Graças à greve de fome de um bispo, a transposição do São Francisco conseguiu virar tema de debate nacional. Até agora, estava só no rol de obras bilionárias daquelas "necessárias para o crescimento," pelo menos fora do Nordeste. Neste exato momento, o governo tenta mentir para o bispo falando de uma revitalização que custaria 6bn ao longo de 20 anos. Ora, 6bn ao longo de vinte anos, ainda mais com um aumento da irrigação ao longo das margens, mais a transposição, mais a continuada degradação das cabeceiras do rio...pode ajudar, claro, mas "revitalizar" é que não vai. E outra coisa: pra proteger o São Francisco, ações em Minas são mais importantes do que no Nordeste, já que só 25% das águas do rio, que é quase um Nilo, entram nele depois da fronteira MG-BA.

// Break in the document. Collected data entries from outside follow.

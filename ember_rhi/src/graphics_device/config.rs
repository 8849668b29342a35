/// Construction-time configuration for the graphics device and its subsystems

// ===== DEBUG / VALIDATION =====

/// Which validation messages are reported
#[derive(Debug, Clone, Copy, PartialEq, Eq, Default)]
pub enum DebugSeverity {
    ErrorsOnly,
    #[default]
    ErrorsAndWarnings,
    All,
}

/// Where validation messages are written
#[derive(Debug, Clone, PartialEq, Eq, Default)]
pub enum DebugOutput {
    #[default]
    Console,
    /// Append to the file at this path
    File(String),
    /// Console and file
    Both(String),
}

/// Validation message categories to report
#[derive(Debug, Clone, Copy, PartialEq, Eq)]
pub struct DebugMessageFilter {
    pub show_validation: bool,
    pub show_performance: bool,
    pub show_general: bool,
}

impl Default for DebugMessageFilter {
    fn default() -> Self {
        Self { show_validation: true, show_performance: true, show_general: false }
    }
}

/// Validation message counters
#[derive(Debug, Clone, Copy, PartialEq, Eq, Default)]
pub struct ValidationStats {
    pub errors: u32,
    pub warnings: u32,
    pub info: u32,
    pub verbose: u32,
}

impl ValidationStats {
    pub fn total(&self) -> u32 {
        self.errors + self.warnings + self.info + self.verbose
    }

    pub fn has_errors(&self) -> bool {
        self.errors > 0
    }
}

// ===== MEMORY MANAGER =====

/// Free-block selection policy of the memory manager
#[derive(Debug, Clone, Copy, PartialEq, Eq, Default)]
pub enum AllocationStrategy {
    /// First block (by offset) that fits
    Linear,
    /// Smallest block that fits, lowest offset on ties
    #[default]
    FreeList,
    /// Power-of-two blocks split by halving
    Buddy,
    /// Best fit among blocks at most twice the request, else Linear
    Hybrid,
}

/// Memory manager configuration
#[derive(Debug, Clone, PartialEq, Eq)]
pub struct MemoryManagerConfig {
    /// Size of each pool created on demand
    pub default_pool_size: u64,
    /// No single pool may exceed this size
    pub max_pool_size: u64,
    pub strategy: AllocationStrategy,
    /// Smaller requests are rounded up to this
    pub min_allocation_size: u64,
    /// Power of two; every allocation size and offset is a multiple of it
    pub alignment: u64,
    /// Warn about live allocations at shutdown
    pub enable_leak_detection: bool,
    /// Keep per-allocation debug names and peak usage
    pub enable_memory_tracking: bool,
}

impl Default for MemoryManagerConfig {
    fn default() -> Self {
        Self {
            default_pool_size: 64 * 1024 * 1024,
            max_pool_size: 512 * 1024 * 1024,
            strategy: AllocationStrategy::FreeList,
            min_allocation_size: 256,
            alignment: 256,
            enable_leak_detection: cfg!(debug_assertions),
            enable_memory_tracking: true,
        }
    }
}

// ===== SYNC =====

/// Synchronization layer configuration
#[derive(Debug, Clone, PartialEq, Eq)]
pub struct SyncConfig {
    pub enable_timeline_semaphores: bool,
    /// Cap on live semaphores
    pub max_semaphores: u32,
    /// Cap on live fences
    pub max_fences: u32,
    /// Timeout used by waits that take none, in nanoseconds
    pub default_timeout_ns: u64,
}

impl Default for SyncConfig {
    fn default() -> Self {
        Self {
            enable_timeline_semaphores: true,
            max_semaphores: 1024,
            max_fences: 256,
            default_timeout_ns: u64::MAX,
        }
    }
}

// ===== DEVICE =====

/// Graphics device configuration
#[derive(Debug, Clone, PartialEq)]
pub struct GraphicsDeviceConfig {
    /// Number of frames the CPU may record ahead of the GPU
    pub max_frames_in_flight: usize,
    pub enable_validation_layers: bool,
    /// (major, minor) of the requested API version
    pub api_version: (u32, u32),
    pub app_name: String,
    pub debug_severity: DebugSeverity,
    pub debug_output: DebugOutput,
    pub debug_message_filter: DebugMessageFilter,
    /// Abort the process on the first validation error
    pub break_on_error: bool,
    /// Panic on the first validation error
    pub panic_on_error: bool,
    pub enable_validation_stats: bool,
    pub memory: MemoryManagerConfig,
    pub sync: SyncConfig,
}

impl Default for GraphicsDeviceConfig {
    fn default() -> Self {
        Self {
            max_frames_in_flight: 2,
            enable_validation_layers: cfg!(debug_assertions),
            api_version: (1, 3),
            app_name: "Ember Application".to_string(),
            debug_severity: DebugSeverity::default(),
            debug_output: DebugOutput::default(),
            debug_message_filter: DebugMessageFilter::default(),
            break_on_error: false,
            panic_on_error: false,
            enable_validation_stats: cfg!(debug_assertions),
            memory: MemoryManagerConfig::default(),
            sync: SyncConfig::default(),
        }
    }
}

#[cfg(test)]
#[path = "config_tests.rs"]
mod tests;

Curiosamente, o governo está sendo vítima da própria boca. Isso porque a "transposição" não é um projeto tão grandioso quanto parece. É muito menos do que os 740m3/s que, sem tanto alarde, os californianos tiram do Colorado (que hoje em dia, como o Hwang Ho, às vezes não chega no mar), ou do que é tirado dos rios no Sudeste brasileiro para abastecimento de água. Afetaria menos o rio do que as barragens que fazem do seu curso inferior uma sucessão de lagos - não custa lembrar que Sobradinho é o maior lago do Brasil, e a perda por evaporação adicional nesse lago imenso é de 132m3/s, mais do que o quíntuplo da "transposição."

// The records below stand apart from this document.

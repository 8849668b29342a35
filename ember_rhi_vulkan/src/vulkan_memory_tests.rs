//! Unit tests for the memory manager
//!
//! A fake backend hands out fake memory handles backed by host buffers, so no GPU is needed.

use super::*;
use ash::vk::Handle;
use std::sync::Arc;

// ============================================================================
// FAKE BACKEND
// ============================================================================

#[derive(Default)]
struct FakeState {
    next_handle: u64,
    /// (handle, type index, size) of every native allocation
    allocated: Vec<(u64, u32, u64)>,
    freed: Vec<u64>,
    host_memory: Vec<(u64, Box<[u8]>)>,
    fail_allocations: bool,
}

/// DeviceLocal lives in type indices 0 and 2, host-visible memory in 1
#[derive(Clone, Default)]
struct FakeBackend {
    state: Arc<Mutex<FakeState>>,
}

impl FakeBackend {
    fn state(&self) -> MutexGuard<'_, FakeState> {
        self.state.lock().unwrap()
    }
}

impl MemoryBackend for FakeBackend {
    fn find_memory_type_index(&self, memory_type: MemoryType, type_bits: u32) -> Option<u32> {
        let candidates: &[u32] = match memory_type {
            MemoryType::DeviceLocal => &[0, 2],
            MemoryType::HostVisible => &[1],
            MemoryType::HostCached => &[],
        };
        candidates.iter().copied().find(|i| type_bits & (1 << i) != 0)
    }

    fn allocate_memory(&self, size: u64, memory_type_index: u32) -> Result<vk::DeviceMemory> {
        let mut state = self.state();
        if state.fail_allocations {
            return Err(Error::OutOfMemory);
        }
        state.next_handle += 1;
        let handle = state.next_handle;
        state.allocated.push((handle, memory_type_index, size));
        Ok(vk::DeviceMemory::from_raw(handle))
    }

    fn map_memory(&self, memory: vk::DeviceMemory, size: u64) -> Result<*mut u8> {
        let mut state = self.state();
        let mut buffer = vec![0u8; size as usize].into_boxed_slice();
        let ptr = buffer.as_mut_ptr();
        state.host_memory.push((memory.as_raw(), buffer));
        Ok(ptr)
    }

    fn free_memory(&self, memory: vk::DeviceMemory) {
        self.state().freed.push(memory.as_raw());
    }
}

fn small_config(strategy: AllocationStrategy) -> MemoryManagerConfig {
    MemoryManagerConfig {
        default_pool_size: 4096,
        max_pool_size: 16384,
        strategy,
        min_allocation_size: 16,
        alignment: 16,
        enable_leak_detection: true,
        enable_memory_tracking: true,
    }
}

fn manager(strategy: AllocationStrategy) -> (MemoryManager, FakeBackend) {
    let backend = FakeBackend::default();
    let manager = MemoryManager::initialize(Box::new(backend.clone()), small_config(strategy)).unwrap();
    (manager, backend)
}

/// Allocations 256 / 512 / 128 / 128 / 3072 fill the DeviceLocal pool;
/// freeing the 512 and the second 128 leaves holes at 256 (512 bytes) and 896 (128 bytes).
fn two_holes(manager: &MemoryManager) -> Vec<MemoryAllocation> {
    let sizes = [256, 512, 128, 128, 3072];
    let mut allocations: Vec<_> = sizes.iter()
        .map(|&s| manager.allocate(s, MemoryType::DeviceLocal, "filler").unwrap())
        .collect();
    assert_eq!(allocations.iter().map(|a| a.offset()).collect::<Vec<_>>(), vec![0, 256, 768, 896, 1024]);
    let d = allocations.remove(3);
    let b = allocations.remove(1);
    manager.deallocate(d).unwrap();
    manager.deallocate(b).unwrap();
    allocations
}

// ============================================================================
// INITIALIZATION
// ============================================================================

#[test]
fn test_initialize_creates_pool_per_supported_type() {
    let (manager, backend) = manager(AllocationStrategy::FreeList);
    let stats = manager.stats();
    // HostCached is not supported by the fake
    assert_eq!(stats.pool_count, 2);
    assert_eq!(stats.total_reserved, 8192);
    assert_eq!(stats.total_used, 0);
    // Only the host-visible pool is mapped
    assert_eq!(backend.state().host_memory.len(), 1);
}

#[test]
fn test_initialize_rejects_bad_config() {
    let mut config = small_config(AllocationStrategy::Linear);
    config.alignment = 24;
    assert!(matches!(
        MemoryManager::initialize(Box::new(FakeBackend::default()), config),
        Err(Error::InitializationFailed(_))
    ));

    let mut config = small_config(AllocationStrategy::Linear);
    config.max_pool_size = 1024;
    assert!(MemoryManager::initialize(Box::new(FakeBackend::default()), config).is_err());
}

#[test]
fn test_initialize_fails_when_native_allocation_fails() {
    let backend = FakeBackend::default();
    backend.state().fail_allocations = true;
    let result = MemoryManager::initialize(Box::new(backend), small_config(AllocationStrategy::Linear));
    assert!(matches!(result, Err(Error::InitializationFailed(_))));
}

// ============================================================================
// SIZE AND ALIGNMENT
// ============================================================================

#[test]
fn test_allocation_size_is_rounded() {
    let (manager, _backend) = manager(AllocationStrategy::FreeList);
    let tiny = manager.allocate(1, MemoryType::DeviceLocal, "tiny").unwrap();
    assert_eq!(tiny.size(), 16);
    let odd = manager.allocate(33, MemoryType::DeviceLocal, "odd").unwrap();
    assert_eq!(odd.size(), 48);
    assert_eq!(odd.offset(), 16);
    manager.check_consistency().unwrap();
}

#[test]
fn test_align_up_reports_overflow() {
    assert_eq!(align_up(0, 16), Some(0));
    assert_eq!(align_up(17, 16), Some(32));
    assert_eq!(align_up(u64::MAX - 4, 16), None);
}

#[test]
fn test_huge_request_fails_without_panicking() {
    for strategy in [
        AllocationStrategy::Linear,
        AllocationStrategy::FreeList,
        AllocationStrategy::Buddy,
        AllocationStrategy::Hybrid,
    ] {
        let (manager, _backend) = manager(strategy);
        let result = manager.allocate(u64::MAX - 4, MemoryType::DeviceLocal, "huge");
        assert!(matches!(result, Err(Error::AllocationFailed(_))), "{:?}", strategy);
        assert!(manager.last_error().unwrap().contains("huge"));
        manager.check_consistency().unwrap();
    }

    // Aligns fine but has no power-of-two reservation
    let (manager, _backend) = manager(AllocationStrategy::Buddy);
    assert!(matches!(manager.allocate((1 << 63) + 1, MemoryType::DeviceLocal, "buddy"), Err(Error::AllocationFailed(_))));
}

#[test]
fn test_fit_near_address_limit_is_rejected() {
    let mut pool = MemoryPool::new(vk::DeviceMemory::null(), MemoryType::DeviceLocal, 0, u64::MAX);
    pool.free_blocks = vec![FreeBlock { offset: u64::MAX - 8, size: 8 }];
    pool.used_size = u64::MAX - 8;
    assert_eq!(pool.allocate(16, 16, AllocationStrategy::FreeList), None);
    assert_eq!(pool.allocate(u64::MAX, 1, AllocationStrategy::Linear), None);
}

#[test]
fn test_zero_size_is_rejected() {
    let (manager, _backend) = manager(AllocationStrategy::FreeList);
    assert!(matches!(manager.allocate(0, MemoryType::DeviceLocal, "zero"), Err(Error::AllocationFailed(_))));
    assert!(manager.last_error().is_some());
}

O projeto também tem falhas conceituais - por exemplo, quando falam em aumentar a vazão dele "só quando o São Francisco estiver vertendo água em Sobradinho," estão querendo dizer que vamos pagar por bombas e túneis de 127m3/s que vão funcionar a 21% a maior parte do tempo? E como essa irrigação sazonal vai entrar numa agricultura regular, já que o S. Francisco tem ciclos plurianuais de cheia e seca? E porque estimular a fixação humana num ambiente precário, ainda mais baseando-se na agricultura, ao invés de tentar reduzir o uso de água nesse ambiente, que não chega a ser desértico, e onde, portanto, uma cultura menos hidrointensiva poderia sobreviver sem problemas?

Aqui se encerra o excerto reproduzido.